* Exercise objective *
Collect every line below that contains the word "filename".

* Records *
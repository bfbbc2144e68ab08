use crate::core::hash::hamming_distance;
use crate::core::ids::IdGenerator;
use crate::database::models::{ContentHash, DuplicateGroup, DuplicateGroupItem, HashType};
use crate::database::models::ScanQueueEntry;
use crate::database::repositories::{
    now, ContentHashRepository, DuplicateGroupRepository, ScanQueueRepository,
};
use crate::database::DatabaseError;
use log::{debug, info, warn};
use rusqlite::Connection;
use serde::{Deserialize, Serialize};
use std::collections::{HashMap, HashSet};
use std::sync::Arc;

/// How two digests of one hash type are compared.
#[derive(Debug, Clone, Copy, PartialEq, Eq)]
pub enum MatchRule {
    /// Identical values only, similarity 1.0.
    Exact,
    /// Bit vectors of `bits` bits, matching within `max_distance` differing bits.
    Hamming { max_distance: u32, bits: u32 },
}

impl MatchRule {
    /// Closeness of two digests in `[0, 1]`, regardless of the match
    /// threshold. `None` when the digests cannot be compared.
    pub fn score(&self, a: &str, b: &str) -> Option<f64> {
        match *self {
            MatchRule::Exact => Some(if a == b { 1.0 } else { 0.0 }),
            MatchRule::Hamming { bits, .. } => {
                let distance = Self::distance(a, b, bits)?;
                Some(1.0 - distance as f64 / bits as f64)
            }
        }
    }

    /// Similarity of two digests, or `None` when they do not match.
    pub fn similarity(&self, a: &str, b: &str) -> Option<f64> {
        match *self {
            MatchRule::Exact => (a == b).then_some(1.0),
            MatchRule::Hamming { max_distance, bits } => {
                let distance = Self::distance(a, b, bits)?;
                (distance <= max_distance).then(|| 1.0 - distance as f64 / bits as f64)
            }
        }
    }

    fn distance(a: &str, b: &str, bits: u32) -> Option<u32> {
        // Padding bits of a partial last nibble are always zero.
        let hex_len = bits.div_ceil(4) as usize;
        if bits == 0 || a.len() != hex_len {
            warn!("Skipping digest {:?}: expected {} hex chars", a, hex_len);
            return None;
        }
        match hamming_distance(a, b) {
            Ok(distance) => Some(distance),
            Err(e) => {
                warn!("Skipping incomparable digests: {}", e);
                None
            }
        }
    }
}

#[derive(Debug, Clone, Copy, Default, PartialEq, Eq, Serialize, Deserialize)]
pub struct ScanSummary {
    pub processed: usize,
    pub groups_created: usize,
    pub groups_updated: usize,
    pub groups_merged: usize,
}

/// Drains the scan queue and turns matches into duplicate groups.
///
/// A group's representative is its first item, the content that seeded it.
/// Every item's similarity is measured against the representative.
pub struct DuplicateGrouper {
    dhash_size: u32,
    dhash_max_distance: u32,
    ids: Arc<dyn IdGenerator>,
}

impl DuplicateGrouper {
    pub fn new(dhash_size: u32, dhash_max_distance: u32, ids: Arc<dyn IdGenerator>) -> Self {
        Self {
            dhash_size,
            dhash_max_distance,
            ids,
        }
    }

    pub fn rule_for(&self, hash_type: &HashType) -> MatchRule {
        match hash_type {
            HashType::DHash => MatchRule::Hamming {
                max_distance: self.dhash_max_distance,
                bits: self.dhash_size * self.dhash_size,
            },
            HashType::Sha256 | HashType::Other(_) => MatchRule::Exact,
        }
    }

    /// Compare every pending hash against the corpus in one transaction.
    /// Each processed entry leaves the queue whether or not it matched.
    pub fn scan(&self, conn: &Connection) -> Result<ScanSummary, DatabaseError> {
        let tx = conn.unchecked_transaction()?;
        let summary = self.scan_pending(&tx)?;
        tx.commit()?;

        info!(
            "Scan processed {} hashes: {} groups created, {} updated, {} merged",
            summary.processed,
            summary.groups_created,
            summary.groups_updated,
            summary.groups_merged
        );
        Ok(summary)
    }

    /// Measure every item of a group against its current representative
    /// again, e.g. after the previous representative was removed. Returns
    /// whether any similarity changed.
    pub fn refresh_group(&self, conn: &Connection, group_id: &str) -> Result<bool, DatabaseError> {
        let hashes = ContentHashRepository::new(conn);
        let groups = DuplicateGroupRepository::new(conn, self.ids.as_ref());
        Ok(self.rebase(&groups, &hashes, group_id)? > 0)
    }

    fn scan_pending(&self, conn: &Connection) -> Result<ScanSummary, DatabaseError> {
        let queue = ScanQueueRepository::new(conn);
        let hashes = ContentHashRepository::new(conn);
        let groups = DuplicateGroupRepository::new(conn, self.ids.as_ref());

        let mut corpus: HashMap<HashType, Vec<ContentHash>> = HashMap::new();
        let mut summary = ScanSummary::default();
        let mut updated: HashSet<String> = HashSet::new();

        for entry in queue.find_with_hash()? {
            let matches = self.find_matches(&entry, &hashes, &mut corpus)?;
            debug!(
                "{} hash {} of {} matched {} contents",
                entry.hash_type,
                entry.content_hash_id,
                entry.content_id,
                matches.len()
            );

            if !matches.is_empty() {
                self.link(&groups, &hashes, &entry, &matches, &mut summary, &mut updated)?;
            }

            queue.remove(entry.id)?;
            summary.processed += 1;
        }

        summary.groups_updated = updated.len();
        Ok(summary)
    }

    /// Other contents with a hash matching `entry`, in corpus order.
    fn find_matches(
        &self,
        entry: &ScanQueueEntry,
        hashes: &ContentHashRepository<'_>,
        corpus: &mut HashMap<HashType, Vec<ContentHash>>,
    ) -> Result<Vec<String>, DatabaseError> {
        let rule = self.rule_for(&entry.hash_type);
        let exact;
        let candidates: &[ContentHash] = match rule {
            MatchRule::Exact => {
                exact = hashes.find_by_type_and_value(&entry.hash_type, &entry.value)?;
                &exact
            }
            MatchRule::Hamming { .. } => {
                // Loaded once per scan and type.
                if !corpus.contains_key(&entry.hash_type) {
                    let loaded = hashes.find_by_type(&entry.hash_type)?;
                    corpus.insert(entry.hash_type.clone(), loaded);
                }
                corpus
                    .get(&entry.hash_type)
                    .map(Vec::as_slice)
                    .unwrap_or(&[])
            }
        };

        let mut matches: Vec<String> = Vec::new();
        for candidate in candidates {
            if candidate.content_id == entry.content_id
                || matches.contains(&candidate.content_id)
            {
                continue;
            }
            if rule.similarity(&entry.value, &candidate.value).is_some() {
                matches.push(candidate.content_id.clone());
            }
        }
        Ok(matches)
    }

    /// Best score between any hash of `representative` and any hash of
    /// `content` under `hash_type`. Videos contribute one hash per frame.
    fn content_similarity(
        &self,
        hashes: &ContentHashRepository<'_>,
        hash_type: &HashType,
        representative: &str,
        content_id: &str,
    ) -> Result<f64, DatabaseError> {
        if representative == content_id {
            return Ok(1.0);
        }

        let rule = self.rule_for(hash_type);
        let of_type = |content_id: &str| -> Result<Vec<ContentHash>, DatabaseError> {
            let mut found = hashes.find_by_content_id(content_id)?;
            found.retain(|h| &h.hash_type == hash_type);
            Ok(found)
        };
        let reference = of_type(representative)?;
        let candidate = of_type(content_id)?;

        let best = reference
            .iter()
            .flat_map(|a| candidate.iter().filter_map(|b| rule.score(&a.value, &b.value)))
            .fold(0.0_f64, f64::max);
        Ok(best)
    }

    /// Recompute every item against the group's first item. Returns the
    /// number of items whose similarity changed.
    fn rebase(
        &self,
        groups: &DuplicateGroupRepository<'_>,
        hashes: &ContentHashRepository<'_>,
        group_id: &str,
    ) -> Result<usize, DatabaseError> {
        let Some(group) = groups.find_by_id(group_id)? else {
            return Ok(0);
        };
        let Some(representative) = group.items.first() else {
            return Ok(0);
        };

        let mut changed = 0;
        for item in &group.items {
            let similarity = self.content_similarity(
                hashes,
                &group.hash_type,
                &representative.content_id,
                &item.content_id,
            )?;
            if (similarity - item.similarity).abs() > f64::EPSILON
                && groups.update_similarity(&group.id, &item.content_id, similarity)?
            {
                changed += 1;
            }
        }
        Ok(changed)
    }

    fn link(
        &self,
        groups: &DuplicateGroupRepository<'_>,
        hashes: &ContentHashRepository<'_>,
        entry: &ScanQueueEntry,
        matches: &[String],
        summary: &mut ScanSummary,
        updated: &mut HashSet<String>,
    ) -> Result<(), DatabaseError> {
        let hash_type = &entry.hash_type;
        let members: Vec<&str> = std::iter::once(entry.content_id.as_str())
            .chain(matches.iter().map(String::as_str))
            .collect();

        let mut existing: Vec<DuplicateGroup> = Vec::new();
        for &content_id in &members {
            if let Some(group) = groups.find_by_content_id_and_hash_type(content_id, hash_type)? {
                if !existing.iter().any(|g| g.id == group.id) {
                    existing.push(group);
                }
            }
        }

        if existing.is_empty() {
            let mut items = Vec::with_capacity(members.len());
            for &content_id in &members {
                items.push(DuplicateGroupItem {
                    content_id: content_id.to_string(),
                    similarity: self.content_similarity(
                        hashes,
                        hash_type,
                        &entry.content_id,
                        content_id,
                    )?,
                });
            }

            let timestamp = now();
            let group = DuplicateGroup {
                id: groups.generate_id(),
                hash_type: hash_type.clone(),
                items,
                created_at: timestamp.clone(),
                updated_at: timestamp,
            };
            groups.save(&group)?;
            info!(
                "Created {} group {} with {} contents",
                group.hash_type,
                group.id,
                group.items.len()
            );
            summary.groups_created += 1;
            return Ok(());
        }

        existing.sort_by(|a, b| a.created_at.cmp(&b.created_at).then_with(|| a.id.cmp(&b.id)));
        let target = existing.remove(0);
        let mut changed = false;

        for source in &existing {
            let moved = groups.merge_into(&target.id, &source.id)?;
            info!(
                "Merged group {} into {} ({} contents moved)",
                source.id, target.id, moved
            );
            updated.remove(&source.id);
            summary.groups_merged += 1;
            changed = true;
        }
        if !existing.is_empty() {
            // Moved items were measured against their old representative.
            self.rebase(groups, hashes, &target.id)?;
        }

        let representative = match target.items.first() {
            Some(item) => item.content_id.clone(),
            None => entry.content_id.clone(),
        };
        for &content_id in &members {
            if target.contains(content_id) {
                continue;
            }
            let item = DuplicateGroupItem {
                content_id: content_id.to_string(),
                similarity: self.content_similarity(
                    hashes,
                    hash_type,
                    &representative,
                    content_id,
                )?,
            };
            changed |= groups.add_item(&target.id, hash_type, &item)?;
        }

        if changed {
            updated.insert(target.id);
        }
        Ok(())
    }
}
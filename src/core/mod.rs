pub mod calculator;
pub mod duplicate;
pub mod fs;
pub mod hash;
pub mod ids;
pub mod jobs;
pub mod video;

pub use calculator::{CalculatorError, CalculatorFactory, HashCalculator};
pub use duplicate::{DuplicateGrouper, MatchRule, ScanSummary};
pub use fs::{FileSystem, LocalFileSystem};
pub use hash::{HashError, HashService};
pub use ids::{IdGenerator, SequentialIdGenerator, UuidGenerator};
pub use jobs::{Job, JobError, JobQueue};
pub use video::{FfmpegVideoService, VideoError, VideoService};
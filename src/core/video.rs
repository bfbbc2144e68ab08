use async_trait::async_trait;
use std::path::{Path, PathBuf};
use thiserror::Error;
use tokio::process::Command;

#[derive(Debug, Error)]
pub enum VideoError {
    #[error("Failed to run {program}: {source}")]
    Spawn {
        program: String,
        #[source]
        source: std::io::Error,
    },

    #[error("{program} exited with {status}: {stderr}")]
    ToolFailed {
        program: String,
        status: std::process::ExitStatus,
        stderr: String,
    },

    #[error("Could not parse duration {output:?} for {path}")]
    InvalidDuration { path: String, output: String },
}

/// Video decoding, delegated to an external tool. The hashing core only
/// decides which timestamps to sample.
#[async_trait]
pub trait VideoService: Send + Sync {
    /// Duration of the video in seconds.
    async fn get_duration(&self, path: &Path) -> Result<f64, VideoError>;

    /// Decode the frame at `timestamp` seconds and write it as an image to
    /// `output_path`.
    async fn extract_frame(
        &self,
        path: &Path,
        timestamp: f64,
        output_path: &Path,
    ) -> Result<(), VideoError>;
}

/// `VideoService` that shells out to `ffprobe` and `ffmpeg`.
#[derive(Debug, Clone)]
pub struct FfmpegVideoService {
    ffmpeg_path: PathBuf,
    ffprobe_path: PathBuf,
}

impl FfmpegVideoService {
    pub fn new(ffmpeg_path: impl Into<PathBuf>, ffprobe_path: impl Into<PathBuf>) -> Self {
        Self {
            ffmpeg_path: ffmpeg_path.into(),
            ffprobe_path: ffprobe_path.into(),
        }
    }

    async fn run(program: &Path, command: &mut Command) -> Result<Vec<u8>, VideoError> {
        let program = program.to_string_lossy().to_string();
        let output = command.output().await.map_err(|source| VideoError::Spawn {
            program: program.clone(),
            source,
        })?;

        if !output.status.success() {
            return Err(VideoError::ToolFailed {
                program,
                status: output.status,
                stderr: String::from_utf8_lossy(&output.stderr).trim().to_string(),
            });
        }

        Ok(output.stdout)
    }
}

impl Default for FfmpegVideoService {
    fn default() -> Self {
        Self::new("ffmpeg", "ffprobe")
    }
}

#[async_trait]
impl VideoService for FfmpegVideoService {
    async fn get_duration(&self, path: &Path) -> Result<f64, VideoError> {
        let stdout = Self::run(
            &self.ffprobe_path,
            Command::new(&self.ffprobe_path)
                .args(["-v", "error", "-show_entries", "format=duration"])
                .args(["-of", "default=noprint_wrappers=1:nokey=1"])
                .arg(path),
        )
        .await?;

        parse_duration(&String::from_utf8_lossy(&stdout)).ok_or_else(|| {
            VideoError::InvalidDuration {
                path: path.to_string_lossy().to_string(),
                output: String::from_utf8_lossy(&stdout).trim().to_string(),
            }
        })
    }

    async fn extract_frame(
        &self,
        path: &Path,
        timestamp: f64,
        output_path: &Path,
    ) -> Result<(), VideoError> {
        Self::run(
            &self.ffmpeg_path,
            Command::new(&self.ffmpeg_path)
                .args(["-v", "error", "-y", "-ss"])
                .arg(format!("{:.3}", timestamp))
                .arg("-i")
                .arg(path)
                .args(["-frames:v", "1"])
                .arg(output_path),
        )
        .await?;
        Ok(())
    }
}

fn parse_duration(output: &str) -> Option<f64> {
    output
        .lines()
        .map(str::trim)
        .find(|line| !line.is_empty())
        .and_then(|line| line.parse::<f64>().ok())
}

#[cfg(test)]
mod tests {
    use super::*;

    #[test]
    fn test_parse_duration() {
        assert_eq!(parse_duration("12.345000\n"), Some(12.345));
        assert_eq!(parse_duration("\n  3.2 \n"), Some(3.2));
        assert_eq!(parse_duration("N/A\n"), None);
        assert_eq!(parse_duration(""), None);
    }

    #[tokio::test]
    async fn test_missing_binary_is_spawn_error() {
        let service = FfmpegVideoService::new(
            "/nonexistent/ffmpeg-binary",
            "/nonexistent/ffprobe-binary",
        );
        let result = service.get_duration(Path::new("clip.mp4")).await;
        assert!(matches!(result, Err(VideoError::Spawn { .. })));
    }
}
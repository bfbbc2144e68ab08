//! Content deduplication for a personal media library: exact and perceptual
//! fingerprints, a durable scan queue and duplicate grouping, all serialized
//! through one job queue.

pub mod config;
pub mod core;
pub mod database;
pub mod services;

pub use config::AppConfig;
pub use database::Database;
pub use services::DedupService;
use std::sync::atomic::{AtomicU64, Ordering};
use uuid::Uuid;

/// Produces globally unique string identifiers for new rows and temp dirs.
pub trait IdGenerator: Send + Sync {
    fn generate(&self, prefix: &str) -> String;
}

/// Random v4 UUIDs, e.g. `grp_6f1c...`.
#[derive(Debug, Default, Clone, Copy)]
pub struct UuidGenerator;

impl IdGenerator for UuidGenerator {
    fn generate(&self, prefix: &str) -> String {
        format!("{}_{}", prefix, Uuid::new_v4().simple())
    }
}

/// Deterministic ids (`prefix_1`, `prefix_2`, ...) for tests and replays.
#[derive(Debug, Default)]
pub struct SequentialIdGenerator {
    next: AtomicU64,
}

impl SequentialIdGenerator {
    pub fn new() -> Self {
        Self::default()
    }
}

impl IdGenerator for SequentialIdGenerator {
    fn generate(&self, prefix: &str) -> String {
        let n = self.next.fetch_add(1, Ordering::Relaxed) + 1;
        format!("{}_{}", prefix, n)
    }
}
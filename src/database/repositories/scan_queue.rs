use super::now;
use crate::database::models::{HashType, ScanQueueEntry, ScanQueueItem};
use crate::database::DatabaseError;
use rusqlite::{params, Connection};

/// Durable FIFO set of hashes still waiting to be compared against the
/// corpus. An entry is only considered compared once it has been removed.
pub struct ScanQueueRepository<'c> {
    conn: &'c Connection,
}

impl<'c> ScanQueueRepository<'c> {
    pub fn new(conn: &'c Connection) -> Self {
        Self { conn }
    }

    /// Queue a hash for comparison. Adding a hash that is already pending is
    /// a no-op; returns whether a new entry was created.
    pub fn add(&self, content_hash_id: &str) -> Result<bool, DatabaseError> {
        let inserted = self.conn.execute(
            "INSERT INTO scan_queue (content_hash_id, created_at) VALUES (?1, ?2)
             ON CONFLICT(content_hash_id) DO NOTHING",
            params![content_hash_id, now()],
        )?;
        Ok(inserted > 0)
    }

    pub fn count(&self) -> Result<usize, DatabaseError> {
        let count: i64 = self
            .conn
            .query_row("SELECT COUNT(*) FROM scan_queue", [], |row| row.get(0))?;
        Ok(count as usize)
    }

    pub fn find_all(&self) -> Result<Vec<ScanQueueItem>, DatabaseError> {
        let mut stmt = self
            .conn
            .prepare("SELECT id, content_hash_id, created_at FROM scan_queue ORDER BY id")?;
        let items = stmt
            .query_map([], |row| {
                Ok(ScanQueueItem {
                    id: row.get(0)?,
                    content_hash_id: row.get(1)?,
                    created_at: row.get(2)?,
                })
            })?
            .collect::<Result<Vec<_>, _>>()?;
        Ok(items)
    }

    /// Pending entries joined to their hash value and owning content, oldest first.
    pub fn find_with_hash(&self) -> Result<Vec<ScanQueueEntry>, DatabaseError> {
        let mut stmt = self.conn.prepare(
            "SELECT q.id, q.content_hash_id, h.content_id, h.hash_type, h.value
             FROM scan_queue q
             INNER JOIN content_hashes h ON h.id = q.content_hash_id
             ORDER BY q.id",
        )?;
        let entries = stmt
            .query_map([], |row| {
                Ok(ScanQueueEntry {
                    id: row.get(0)?,
                    content_hash_id: row.get(1)?,
                    content_id: row.get(2)?,
                    hash_type: HashType::from(row.get::<_, String>(3)?),
                    value: row.get(4)?,
                })
            })?
            .collect::<Result<Vec<_>, _>>()?;
        Ok(entries)
    }

    pub fn remove(&self, id: i64) -> Result<bool, DatabaseError> {
        let deleted = self
            .conn
            .execute("DELETE FROM scan_queue WHERE id = ?1", params![id])?;
        Ok(deleted > 0)
    }

    pub fn remove_by_content_hash_id(&self, content_hash_id: &str) -> Result<bool, DatabaseError> {
        let deleted = self.conn.execute(
            "DELETE FROM scan_queue WHERE content_hash_id = ?1",
            params![content_hash_id],
        )?;
        Ok(deleted > 0)
    }

    pub fn clear(&self) -> Result<usize, DatabaseError> {
        let deleted = self.conn.execute("DELETE FROM scan_queue", [])?;
        Ok(deleted)
    }

    /// Queue every known hash again, e.g. after the match threshold changed.
    /// Returns the number of entries added.
    pub fn requeue_all(&self) -> Result<usize, DatabaseError> {
        let added = self.conn.execute(
            "INSERT INTO scan_queue (content_hash_id, created_at)
             SELECT id, ?1 FROM content_hashes WHERE true ORDER BY created_at, id
             ON CONFLICT(content_hash_id) DO NOTHING",
            params![now()],
        )?;
        Ok(added)
    }
}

* Problem solution *
filename src/core/mod.rs
filename src/core/video.rs
filename src/database/repositories/scan_queue.rs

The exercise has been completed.